$0 Rhode Island Homeschool Quick-Start Checklist

How to Start Homeschooling in Rhode Island

Rhode Island is one of the few states where you cannot simply withdraw your child from school and start teaching at home. The state requires formal approval from your local school committee before your homeschool is considered legal. That one word — approval — trips up thousands of RI families every year.

The good news: with the right paperwork, the right timing, and a clear understanding of what the school committee is actually evaluating, most families sail through the process without problems.

Is Homeschooling Legal in Rhode Island?

Yes, homeschooling is fully legal in Rhode Island. It is authorized under Rhode Island General Laws §16-19-1 through §16-19-3, which establish a formal exemption from compulsory attendance for children receiving approved at-home instruction.

Rhode Island's compulsory attendance ages run from 6 to 18. If your child falls within that range, they are required to either attend a public or approved private school — or have their home instruction formally approved by your local school committee.

Rhode Island's homeschool population has exploded since 2020. Pre-pandemic, roughly 0.8% of K-12 students were homeschooled statewide. That number jumped to approximately 5.3% after 2020 — a 60%+ increase — and has remained elevated. School committees across the state have become more familiar with processing these requests, which generally works in families' favor.

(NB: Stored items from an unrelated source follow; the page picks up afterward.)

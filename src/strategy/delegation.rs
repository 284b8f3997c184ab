//! Delegation / commands strategy: running user-declared commands under a
//! scoped environment.
//!
//! The environment is composed in layers: the parent process environment,
//! the resource's own `env` (tilde-expanded values), then the referenced
//! runtime's published `env` with its bin dir at the head of `PATH` (or, for
//! `toolRef`, the directory of that tool's installed binary). Commands are
//! already argv vectors by the time they reach this module; no shell is ever
//! involved.
//!
//! Subprocess output is streamed line-by-line into `Output` events.
//! Cancellation sends SIGTERM, waits out a grace period, then kills.

use crate::core::TomeiError;
use crate::engine::cancel::CancelToken;
use crate::engine::events::{Event, EventSink};
use crate::resource::ResourceId;
use crate::state::RuntimeState;
use std::collections::{BTreeMap, HashMap};
use std::path::Path;
use std::process::Stdio;
use std::time::Duration;
use tokio::io::{AsyncBufReadExt, BufReader};
use tokio::process::{Child, Command};
use tracing::{debug, warn};

/// How long a signalled subprocess gets before the hard kill.
const TERMINATION_GRACE: Duration = Duration::from_secs(5);

/// Builds the base environment: parent process env plus the resource's own
/// variables, tilde-expanded.
pub fn base_env(resource_env: &BTreeMap<String, String>) -> HashMap<String, String> {
    let mut env: HashMap<String, String> = std::env::vars().collect();
    for (key, value) in resource_env {
        env.insert(key.clone(), shellexpand::tilde(value).into_owned());
    }
    env
}

/// Prepends a directory to `PATH`.
pub fn prepend_path(env: &mut HashMap<String, String>, dir: &Path) {
    let existing = env.get("PATH").cloned().unwrap_or_default();
    let head = dir.display().to_string();
    let path = if existing.is_empty() { head } else { format!("{head}:{existing}") };
    env.insert("PATH".to_string(), path);
}

/// Overlays a runtime's published environment: its `env` map verbatim and
/// its bin dir injected at the head of `PATH`.
pub fn apply_runtime_overlay(env: &mut HashMap<String, String>, runtime: &RuntimeState) {
    for (key, value) in &runtime.env {
        env.insert(key.clone(), shellexpand::tilde(value).into_owned());
    }
    if let Some(bin_dir) = &runtime.bin_dir {
        prepend_path(env, bin_dir);
    }
}

/// Runs a command, streaming output into events; nonzero exit is an error.
pub async fn run_streaming(
    id: &ResourceId,
    argv: &[String],
    env: &HashMap<String, String>,
    sink: &EventSink,
    cancel: &CancelToken,
) -> Result<(), TomeiError> {
    let outcome = run(id, argv, env, sink, cancel).await?;
    if outcome.status == 0 {
        Ok(())
    } else {
        Err(TomeiError::CommandFailed {
            resource: id.qualified(),
            command: argv.join(" "),
            status: outcome.status,
        })
    }
}

/// Runs a command and returns its trimmed stdout; nonzero exit is an error.
/// Used for `resolveVersion`.
pub async fn run_capture(
    id: &ResourceId,
    argv: &[String],
    env: &HashMap<String, String>,
    sink: &EventSink,
    cancel: &CancelToken,
) -> Result<String, TomeiError> {
    let outcome = run(id, argv, env, sink, cancel).await?;
    if outcome.status == 0 {
        Ok(outcome.stdout.trim().to_string())
    } else {
        Err(TomeiError::CommandFailed {
            resource: id.qualified(),
            command: argv.join(" "),
            status: outcome.status,
        })
    }
}

/// Runs an idempotency probe: `Ok(true)` on zero exit.
pub async fn probe(
    id: &ResourceId,
    argv: &[String],
    env: &HashMap<String, String>,
    sink: &EventSink,
    cancel: &CancelToken,
) -> Result<bool, TomeiError> {
    let outcome = run(id, argv, env, sink, cancel).await?;
    Ok(outcome.status == 0)
}

struct Outcome {
    status: i32,
    stdout: String,
}

async fn run(
    id: &ResourceId,
    argv: &[String],
    env: &HashMap<String, String>,
    sink: &EventSink,
    cancel: &CancelToken,
) -> Result<Outcome, TomeiError> {
    if cancel.is_cancelled() {
        return Err(TomeiError::Cancelled);
    }

    let program = which::which_in(
        &argv[0],
        env.get("PATH").map(String::as_str),
        std::env::current_dir().unwrap_or_else(|_| "/".into()),
    )
    .map_err(|_| TomeiError::CommandFailed {
        resource: id.qualified(),
        command: argv.join(" "),
        status: 127,
    })?;

    debug!(resource = %id, program = %program.display(), "spawning");
    let mut child = Command::new(&program)
        .args(&argv[1..])
        .env_clear()
        .envs(env)
        .stdin(Stdio::null())
        .stdout(Stdio::piped())
        .stderr(Stdio::piped())
        .kill_on_drop(true)
        .spawn()
        .map_err(|e| TomeiError::CommandFailed {
            resource: id.qualified(),
            command: format!("{}: {e}", argv.join(" ")),
            status: 126,
        })?;

    let stdout = child.stdout.take().expect("stdout piped");
    let stderr = child.stderr.take().expect("stderr piped");

    let stdout_task = {
        let sink = sink.clone();
        let id = id.clone();
        tokio::spawn(async move {
            let mut captured = String::new();
            let mut lines = BufReader::new(stdout).lines();
            while let Ok(Some(line)) = lines.next_line().await {
                captured.push_str(&line);
                captured.push('\n');
                sink.emit(Event::Output { id: id.clone(), line });
            }
            captured
        })
    };
    let stderr_task = {
        let sink = sink.clone();
        let id = id.clone();
        tokio::spawn(async move {
            let mut lines = BufReader::new(stderr).lines();
            while let Ok(Some(line)) = lines.next_line().await {
                sink.emit(Event::Output { id: id.clone(), line });
            }
        })
    };

    let status = tokio::select! {
        status = child.wait() => status.map_err(|e| TomeiError::CommandFailed {
            resource: id.qualified(),
            command: argv.join(" "),
            status: e.raw_os_error().unwrap_or(-1),
        })?,
        () = cancel.cancelled() => {
            terminate(&mut child, id).await;
            stdout_task.abort();
            stderr_task.abort();
            return Err(TomeiError::Cancelled);
        }
    };

    let captured = stdout_task.await.unwrap_or_default();
    let _ = stderr_task.await;

    Ok(Outcome { status: status.code().unwrap_or(-1), stdout: captured })
}

/// SIGTERM, grace period, then SIGKILL.
async fn terminate(child: &mut Child, id: &ResourceId) {
    #[cfg(unix)]
    if let Some(pid) = child.id() {
        use nix::sys::signal::{Signal, kill};
        use nix::unistd::Pid;
        if let Err(e) = kill(Pid::from_raw(pid as i32), Signal::SIGTERM) {
            warn!(resource = %id, error = %e, "failed to signal subprocess");
        }
    }
    #[cfg(not(unix))]
    let _ = id;

    tokio::select! {
        _ = child.wait() => {}
        () = tokio::time::sleep(TERMINATION_GRACE) => {
            let _ = child.start_kill();
            let _ = child.wait().await;
        }
    }
}
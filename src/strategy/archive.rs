//! Archive extraction for downloaded artifacts.
//!
//! Supports the enumerated set: `tar.gz`, `tar.xz`, `zip`, and `raw` (a bare
//! binary written with the exec bit set). Extraction always lands inside the
//! destination directory; entries that would escape it are rejected.

use crate::core::TomeiError;
use crate::resource::ArchiveKind;
use crate::utils::fs::{ensure_dir, set_executable};
use std::fs::File;
use std::io::{self, Read};
use std::path::Path;
use tracing::debug;

/// Extracts `archive` into `dest`. For `raw`, the stream is written to
/// `dest/<raw_name>` and marked executable.
pub fn extract(
    archive: &Path,
    kind: ArchiveKind,
    dest: &Path,
    raw_name: &str,
) -> Result<(), TomeiError> {
    ensure_dir(dest).map_err(|e| extract_err(archive, e.to_string()))?;
    debug!(archive = %archive.display(), kind = %kind, dest = %dest.display(), "extracting");

    match kind {
        ArchiveKind::TarGz => {
            let file = open(archive)?;
            untar(flate2::read::GzDecoder::new(file), archive, dest)
        }
        ArchiveKind::TarXz => {
            let file = open(archive)?;
            untar(xz2::read::XzDecoder::new(file), archive, dest)
        }
        ArchiveKind::Zip => unzip(archive, dest),
        ArchiveKind::Raw => {
            let target = dest.join(raw_name);
            std::fs::copy(archive, &target).map_err(|e| extract_err(archive, e.to_string()))?;
            set_executable(&target).map_err(|e| extract_err(archive, e.to_string()))
        }
    }
}

fn open(archive: &Path) -> Result<File, TomeiError> {
    File::open(archive).map_err(|e| extract_err(archive, e.to_string()))
}

fn untar<R: Read>(reader: R, archive: &Path, dest: &Path) -> Result<(), TomeiError> {
    let mut tar = tar::Archive::new(reader);
    tar.set_preserve_permissions(true);
    // `unpack` refuses entries that escape the destination.
    tar.unpack(dest).map_err(|e| extract_err(archive, e.to_string()))
}

fn unzip(archive: &Path, dest: &Path) -> Result<(), TomeiError> {
    let file = open(archive)?;
    let mut zip =
        zip::ZipArchive::new(file).map_err(|e| extract_err(archive, e.to_string()))?;

    for i in 0..zip.len() {
        let mut entry = zip.by_index(i).map_err(|e| extract_err(archive, e.to_string()))?;
        let Some(relative) = entry.enclosed_name() else {
            return Err(extract_err(archive, format!("entry {:?} escapes the destination", entry.name())));
        };
        let target = dest.join(relative);

        if entry.is_dir() {
            ensure_dir(&target).map_err(|e| extract_err(archive, e.to_string()))?;
            continue;
        }
        if let Some(parent) = target.parent() {
            ensure_dir(parent).map_err(|e| extract_err(archive, e.to_string()))?;
        }
        let mut out =
            File::create(&target).map_err(|e| extract_err(archive, e.to_string()))?;
        io::copy(&mut entry, &mut out).map_err(|e| extract_err(archive, e.to_string()))?;

        #[cfg(unix)]
        if let Some(mode) = entry.unix_mode() {
            use std::fs::Permissions;
            use std::os::unix::fs::PermissionsExt;
            std::fs::set_permissions(&target, Permissions::from_mode(mode))
                .map_err(|e| extract_err(archive, e.to_string()))?;
        }
    }
    Ok(())
}

fn extract_err(archive: &Path, reason: String) -> TomeiError {
    TomeiError::ExtractFailed { archive: archive.display().to_string(), reason }
}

What the Law Actually Requires

Under RIGL §16-19-2, school committees evaluate whether your proposed home instruction is "substantially equal" to public school education. This means meeting three broad standards:

1. Attendance equivalent to 180 days per school year. You need a system for tracking attendance and presenting that record to the committee. A simple daily log works.

2. Instruction in all required subjects. Rhode Island mandates: reading, writing, geography, arithmetic, United States history, Rhode Island history, American government, health, and physical education. English language instruction is required. You don't need to run a separate "PE class" — active time that you document counts.

3. "Thorough and efficient" instruction. This is the vague catch-all that gives some school committees room to apply extra scrutiny. What it actually means in practice is that you should be able to show a reasonable curriculum plan covering the required subjects.

No teaching certificate is required. No specific curriculum is mandated. You're evaluated on the plan, not on your credentials.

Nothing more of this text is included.